CSV: Reading a fixed sized field into an array of char

osrust · February 8, 2021, 9:52am

I am trying to deserialize a large CSV using csv crate file into an struct like:

#[derive(Debug, Deserialize)]
struct Record {
    record_id: u32,
    period: [char; 6],
}

(Note: There are many more fields and this is a contrived example.)

The purpose of using a [char;6] instead of String is reduction in memory used by the parsed structure. But I am getting an error like:

DeserializeError { 
    field: Some(43), 
    kind: Message("expected single character but got 6 characters in \'A1B2C3\'")
}

How can I fix this?
Is there really a memory benefit in using [char; 6] v/s String (since the code does not compile, I cannot benchmark this myself.)

alice · February 8, 2021, 10:04am

Consider using a crate like smallstr with the serde feature enabled.

osrust · February 16, 2021, 11:11am

I was hoping to save big on memory but the crate (or some other hacks I tried) did not make a meaningful difference at the end of the day.

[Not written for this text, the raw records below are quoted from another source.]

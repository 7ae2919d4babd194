use anyhow::{Context, Result};
use roam_core::agent::ToolRegistry;
use roam_core::config::Config;
use roam_core::mcp::McpServices;
use roam_core::output::ArtifactWriter;
use roam_core::pipeline::{
    BatchEvent, BatchOutcome, EventOrchestrator, Orchestrator, PipelineInput, PipelineRun,
    Roster, StageFactory,
};
use roam_core::providers;
use roam_core::tools::build_tools;
use roam_core::trace::{MemorySink, TraceRecord, Tracer, create_tracer};
use roam_core::traits::TraceSink;
use std::path::{Path, PathBuf};
use std::sync::Arc;
use tracing::{info, warn};

/// Everything a command needs, assembled once from the configuration.
pub struct App {
    pub config: Config,
    pub services: McpServices,
    pub roster: Roster,
    pub orchestrator: Orchestrator,
    pub events: EventOrchestrator,
    tracer: Tracer,
    memory: Arc<MemorySink>,
    writer: ArtifactWriter,
}

impl App {
    pub fn build(config_path: Option<&Path>, trace: bool) -> Result<Self> {
        Self::from_config(Config::load(config_path)?, trace)
    }

    pub fn from_config(mut config: Config, trace: bool) -> Result<Self> {
        if !trace {
            config.trace.enabled = false;
        }
        config.validate().context("Invalid configuration")?;

        let services = McpServices::from_config(&config);

        let memory = Arc::new(MemorySink::new());
        let tracer = create_tracer(
            &config.trace,
            &config.results_dir,
            vec![memory.clone() as Arc<dyn TraceSink>],
        );

        let tools = ToolRegistry::from_tools(build_tools(&services, &tracer));
        let provider = providers::create_provider(&config)?;
        let roster = Roster::load_or_default(config.roster.as_deref())?;

        let factory = StageFactory {
            tools: &tools,
            provider,
            tracer: &tracer,
            max_iterations: config.max_iterations,
        };
        let orchestrator = roster.build_orchestrator(&factory)?;
        let events = roster.build_event_orchestrator(&factory)?;

        info!(
            provider = %config.provider,
            model = %config.model,
            stages = orchestrator.len(),
            tools = tools.len(),
            tracing = tracer.is_enabled(),
            "pipeline ready"
        );

        let writer = ArtifactWriter::new(&config.results_dir);

        Ok(Self {
            config,
            services,
            roster,
            orchestrator,
            events,
            tracer,
            memory,
            writer,
        })
    }

    pub fn tracing_enabled(&self) -> bool {
        self.tracer.is_enabled()
    }

    pub async fn run_pipeline(&self, input: &PipelineInput) -> Result<PipelineRun> {
        let run = self.orchestrator.run(input).await;
        self.tracer.flush().await;
        Ok(run?)
    }

    /// Runs a single stage. The upstream payload comes from `from`, a
    /// `run.json` written by an earlier run.
    pub async fn run_stage(
        &self,
        name: &str,
        input: &PipelineInput,
        from: Option<&Path>,
    ) -> Result<PipelineRun> {
        let seed = match from {
            Some(path) => {
                let previous = load_run(path)?;
                let upstream = self.upstream_of(name);
                let seed = upstream.and_then(|u| previous.result(u).cloned());
                if seed.is_none() {
                    warn!(stage = name, file = %path.display(), "no upstream result in earlier run");
                }
                seed
            }
            None => None,
        };

        let run = self.orchestrator.run_stage(name, input, seed).await;
        self.tracer.flush().await;
        Ok(run?)
    }

    pub async fn dispatch(&self, event: &str, input: &PipelineInput) -> Result<PipelineRun> {
        let run = self.events.dispatch(event, input).await;
        self.tracer.flush().await;
        Ok(run?)
    }

    pub async fn process_batch(&self, events: &[BatchEvent]) -> Vec<BatchOutcome> {
        let outcomes = self.events.process_batch(events).await;
        self.tracer.flush().await;
        outcomes
    }

    pub fn save(&self, run: &PipelineRun) -> Result<PathBuf> {
        self.writer.write(run)
    }

    /// Trace records collected in this process for `run_id`.
    pub fn traces_for(&self, run_id: &str) -> Vec<TraceRecord> {
        self.memory
            .records()
            .into_iter()
            .filter(|r| r.run_id.as_deref() == Some(run_id))
            .collect()
    }

    fn upstream_of(&self, name: &str) -> Option<&str> {
        let names = self.roster.names();
        let index = names.iter().position(|n| *n == name)?;
        index.checked_sub(1).map(|i| names[i])
    }
}

fn load_run(path: &Path) -> Result<PipelineRun> {
    let content = std::fs::read_to_string(path)
        .with_context(|| format!("Failed to read {}", path.display()))?;
    serde_json::from_str(&content).with_context(|| format!("Failed to parse run from {}", path.display()))
}

pub fn load_batch(path: &Path) -> Result<Vec<BatchEvent>> {
    let content = std::fs::read_to_string(path)
        .with_context(|| format!("Failed to read batch file {}", path.display()))?;
    serde_json::from_str(&content)
        .with_context(|| format!("Failed to parse batch file {}", path.display()))
}
use serde_json::{Map, Value};

pub mod catalog;
pub mod remote;

pub use catalog::{CATALOG, ToolDef, build_tools};
pub use remote::RemoteTool;

/// Requires `args` to be an object carrying every key listed under the
/// schema's `required` array.
pub fn check_required_args(schema: &Value, args: Value) -> Result<Map<String, Value>, String> {
    let args = match args {
        Value::Object(args) => args,
        other => return Err(format!("arguments must be a JSON object, got {other}")),
    };

    let missing: Vec<&str> = schema
        .get("required")
        .and_then(Value::as_array)
        .into_iter()
        .flatten()
        .filter_map(Value::as_str)
        .filter(|key| args.get(*key).is_none_or(Value::is_null))
        .collect();

    if missing.is_empty() {
        Ok(args)
    } else {
        Err(format!("missing required argument(s): {}", missing.join(", ")))
    }
}

#[cfg(test)]
mod tests {
    use super::*;
    use serde_json::json;

    #[test]
    fn accepts_object_with_required_keys() {
        let schema = json!({"required": ["query"]});
        let args = check_required_args(&schema, json!({"query": "parks", "extra": 1})).unwrap();
        assert_eq!(args.len(), 2);
    }

    #[test]
    fn reports_missing_and_null_keys() {
        let schema = json!({"required": ["origin", "destination"]});
        let err = check_required_args(&schema, json!({"origin": null})).unwrap_err();
        assert_eq!(err, "missing required argument(s): origin, destination");
    }

    #[test]
    fn schema_without_required_accepts_any_object() {
        assert!(check_required_args(&json!({}), json!({})).is_ok());
        assert!(check_required_args(&json!({}), json!("text")).is_err());
    }
}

Thanks for the pointer anyways.

drmason13 · February 16, 2021, 12:21pm

That's... Great news! It might not feel like it to you though.

Thanks for reporting back! I am glad to not need to be paranoid about the size of my Strings

EdmundsEcho · February 19, 2021, 1:57am

Just out of curiosity, what is the “final” destination for the data you’re reading-in from csv?

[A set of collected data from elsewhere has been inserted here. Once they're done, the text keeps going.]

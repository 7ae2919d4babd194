//! Tracing wrapper applied around agent, stage and tool invocations.
//!
//! Every wrapped call produces exactly one [`TraceRecord`] carrying the
//! sanitized inputs, the sanitized output or the error text, the status and
//! the duration. Records go to the configured [`TraceSink`]; the call is also
//! instrumented with a `tracing` span so plain log output shows the same
//! structure.

pub mod sanitize;
pub mod sink;

pub use sanitize::{REDACTED, Sanitizer};
pub use sink::{FanoutSink, HttpSink, JsonlSink, MemorySink, create_tracer};

use crate::traits::TraceSink;
use chrono::{DateTime, Utc};
use serde::{Deserialize, Serialize};
use serde_json::Value;
use std::fmt;
use std::future::Future;
use std::sync::Arc;
use std::time::Instant;
use tracing::{Instrument, debug, warn};

pub const DEFAULT_PROJECT: &str = "roam-pipeline";

tokio::task_local! {
    static CURRENT_RUN: String;
}

/// Runs `fut` with `run_id` attached to every trace record emitted inside it.
pub async fn scope_run<F: Future>(run_id: String, fut: F) -> F::Output {
    CURRENT_RUN.scope(run_id, fut).await
}

pub fn current_run_id() -> Option<String> {
    CURRENT_RUN.try_with(|id| id.clone()).ok()
}

#[derive(Debug, Clone, Copy, PartialEq, Eq, Serialize, Deserialize)]
#[serde(rename_all = "snake_case")]
pub enum TraceKind {
    Flow,
    Stage,
    Agent,
    Tool,
}

impl fmt::Display for TraceKind {
    fn fmt(&self, f: &mut fmt::Formatter<'_>) -> fmt::Result {
        match self {
            Self::Flow => write!(f, "flow"),
            Self::Stage => write!(f, "stage"),
            Self::Agent => write!(f, "agent"),
            Self::Tool => write!(f, "mcp"),
        }
    }
}

#[derive(Debug, Clone, Copy, PartialEq, Eq, Serialize, Deserialize)]
#[serde(rename_all = "snake_case")]
pub enum TraceStatus {
    Success,
    Error,
}

#[derive(Debug, Clone, Serialize, Deserialize)]
pub struct TraceRecord {
    pub project: String,
    #[serde(default, skip_serializing_if = "Option::is_none")]
    pub run_id: Option<String>,
    pub name: String,
    pub kind: TraceKind,
    pub component: String,
    pub operation: String,
    pub inputs: Value,
    #[serde(default, skip_serializing_if = "Option::is_none")]
    pub output: Option<Value>,
    #[serde(default, skip_serializing_if = "Option::is_none")]
    pub error: Option<String>,
    pub status: TraceStatus,
    pub started_at: DateTime<Utc>,
    pub duration_ms: u64,
}

/// Describes one invocation about to be traced.
#[derive(Debug, Clone)]
pub struct TraceCall {
    kind: TraceKind,
    component: String,
    operation: String,
    inputs: Value,
}

impl TraceCall {
    pub fn new(kind: TraceKind, component: impl Into<String>, operation: impl Into<String>) -> Self {
        Self {
            kind,
            component: component.into(),
            operation: operation.into(),
            inputs: Value::Null,
        }
    }

    pub fn flow(name: impl Into<String>) -> Self {
        Self::new(TraceKind::Flow, name, "run")
    }

    pub fn stage(name: impl Into<String>) -> Self {
        Self::new(TraceKind::Stage, name, "run")
    }

    pub fn agent(name: impl Into<String>) -> Self {
        Self::new(TraceKind::Agent, name, "execute")
    }

    pub fn tool(service: impl Into<String>, method: impl Into<String>) -> Self {
        Self::new(TraceKind::Tool, service, method)
    }

    pub fn with_inputs(mut self, inputs: Value) -> Self {
        self.inputs = inputs;
        self
    }

    pub fn name(&self) -> String {
        format!("{}.{}.{}", self.kind, self.component, self.operation)
    }
}

#[derive(Clone)]
pub struct Tracer {
    sink: Option<Arc<dyn TraceSink>>,
    sanitizer: Sanitizer,
    project: String,
}

impl Default for Tracer {
    fn default() -> Self {
        Self::disabled()
    }
}

impl Tracer {
    pub fn new(sink: Arc<dyn TraceSink>) -> Self {
        Self {
            sink: Some(sink),
            sanitizer: Sanitizer::default(),
            project: DEFAULT_PROJECT.to_string(),
        }
    }

    /// A tracer that only emits log lines and records nothing.
    pub fn disabled() -> Self {
        Self {
            sink: None,
            sanitizer: Sanitizer::default(),
            project: DEFAULT_PROJECT.to_string(),
        }
    }

    pub fn with_sanitizer(mut self, sanitizer: Sanitizer) -> Self {
        self.sanitizer = sanitizer;
        self
    }

    pub fn with_project(mut self, project: impl Into<String>) -> Self {
        self.project = project.into();
        self
    }

    pub fn is_enabled(&self) -> bool {
        self.sink.is_some()
    }

    pub fn project(&self) -> &str {
        &self.project
    }

    pub async fn traced<T, E, F>(&self, call: TraceCall, fut: F) -> Result<T, E>
    where
        T: Serialize,
        E: fmt::Display,
        F: Future<Output = Result<T, E>>,
    {
        let name = call.name();
        let run_id = current_run_id();
        let span = tracing::info_span!(
            "traced",
            name = %name,
            run_id = run_id.as_deref().unwrap_or("-")
        );

        let started_at = Utc::now();
        let start = Instant::now();
        let result = fut.instrument(span).await;
        let duration_ms = start.elapsed().as_millis() as u64;

        let error = result.as_ref().err().map(|e| format!("{e:#}"));
        match &error {
            None => debug!(name = %name, duration_ms, "call succeeded"),
            Some(error) => warn!(name = %name, duration_ms, error = %error, "call failed"),
        }

        if let Some(sink) = &self.sink {
            let (output, status) = match &result {
                Ok(value) => (
                    serde_json::to_value(value)
                        .ok()
                        .map(|v| self.sanitizer.sanitize(&v)),
                    TraceStatus::Success,
                ),
                Err(_) => (None, TraceStatus::Error),
            };

            let record = TraceRecord {
                project: self.project.clone(),
                run_id,
                name,
                kind: call.kind,
                component: call.component,
                operation: call.operation,
                inputs: self.sanitizer.sanitize(&call.inputs),
                output,
                error,
                status,
                started_at,
                duration_ms,
            };

            if let Err(e) = sink.record(&record).await {
                warn!(sink = sink.name(), error = %e, "failed to record trace");
            }
        }

        result
    }

    pub async fn flush(&self) {
        if let Some(sink) = &self.sink
            && let Err(e) = sink.flush().await
        {
            warn!(sink = sink.name(), error = %e, "failed to flush traces");
        }
    }
}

I ask because just maybe you don’t ever have to “take ownership” of the data in your struct before copying it to the final storage facility. Whatever processing in between might only require a lifetime that matches your read access to the data.

osrust · February 19, 2021, 5:06am

Here is the bird's eye view of the flow:

Read from a CSV file A.csv
Some basic processing for each row in A (either some arithmetic over numeric columns or concatenation of string columns)
Write the processed data to B.csv

BurntSushi · February 19, 2021, 7:18am

I think the point here is whether you can do your transformation in a row by row fashion. That is, do you really need to read everything from A before writing anything to B? If not, then you can just read from A and write to B row by row. In that case, you can deserialize into a &str.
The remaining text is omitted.